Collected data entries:
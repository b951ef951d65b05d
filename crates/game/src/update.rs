//! The per-tick sequence: one fixed-order pass over the whole simulation.

use input::InputState;

use crate::config::SimConfig;
use crate::enemy;
use crate::projectile;
use crate::schedule::Deferred;
use crate::state::{GameState, SimParts};
use crate::weapons::{self, CombatCtx};

/// Advance the simulation one fixed tick.
///
/// Two independent gates (map open, game inactive) hold the simulation
/// still (rendering is the host's business and keeps going). Within a tick
/// the order is fixed: camera first so no ray resolves against a stale aim,
/// then all damage sources, then enemy movement and the breach check: a
/// kill landed this tick beats the boundary.
pub fn frame(state: &mut GameState, input: &InputState, dt: f32) {
    if input.map_toggled() {
        state.toggle_map();
    }
    if !state.active || state.map_open {
        return;
    }

    state.clock += dt;
    let clock = state.clock;
    let sway = state.tension.sway_scale();

    let SimParts {
        mut ctx,
        camera,
        tension,
        weapon,
        spawner,
        projectiles,
        drone,
        terrain,
        cfg,
    } = state.split();

    // Camera orientation chases the pointer before anything aims.
    camera.steer(input.pointer_delta(), cfg);
    camera.update_orientation(dt, clock, sway, cfg);

    // Tension eases back toward resting.
    tension.decay(dt);

    // FOV chases the scroll target.
    camera.zoom_input(input.scroll(), cfg);
    camera.update_fov(dt, cfg);

    // Held trigger: automatic fire through the cooldown gate.
    let trigger_held = input.is_primary_held() || input.primary_pressed();
    if trigger_held && weapon.trigger(clock, cfg.fire_cooldown) {
        weapons::fire_gun(&mut ctx, cfg, terrain, camera);
        camera.apply_recoil(ctx.rng, sway, cfg);
    }

    // Held secondary: cluster release on its own, slower gate.
    if input.is_secondary_held() && weapon.cluster_ready(clock, cfg.cluster_cooldown) {
        weapons::fire_cluster_bomb(&mut ctx, cfg, projectiles, camera);
        weapon.mark_cluster(clock);
    }

    // Deferred one-shots land in the combat half of the tick, so a delayed
    // blast's kill still beats the boundary check below.
    for event in ctx.scheduler.drain_due(clock) {
        dispatch(&mut ctx, cfg, event);
    }

    // Reinforcements, then the advance and the breach check.
    spawner.update(ctx.world, terrain, ctx.rng, cfg, dt);
    enemy::update_enemies(ctx.world, terrain, ctx.ui, clock, dt, cfg);

    // Ordnance and cosmetics.
    projectile::update_projectiles(&mut ctx, cfg, projectiles, dt);
    ctx.effects.update(dt);

    // Drone strike.
    drone.update(&mut ctx, cfg, dt);

    // Rendering reads the world after the tick; nothing to do here.
}

fn dispatch(ctx: &mut CombatCtx, cfg: &SimConfig, event: Deferred) {
    match event {
        Deferred::SubDetonation { position } => projectile::detonate_sub(ctx, cfg, position),
        Deferred::HitFlashRevert { entity } => {
            // The enemy may have died since the hit landed.
            if let Ok(mut e) = ctx.world.get::<&mut enemy::Enemy>(entity) {
                e.flash = false;
            }
        }
        Deferred::FlashExpire { id } => ctx.effects.expire_flash(id),
    }
}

Work required:
Scan the entries above and return each line that holds "landed".

Answer below:
/// kill landed this tick beats the boundary.
            // The enemy may have died since the hit landed.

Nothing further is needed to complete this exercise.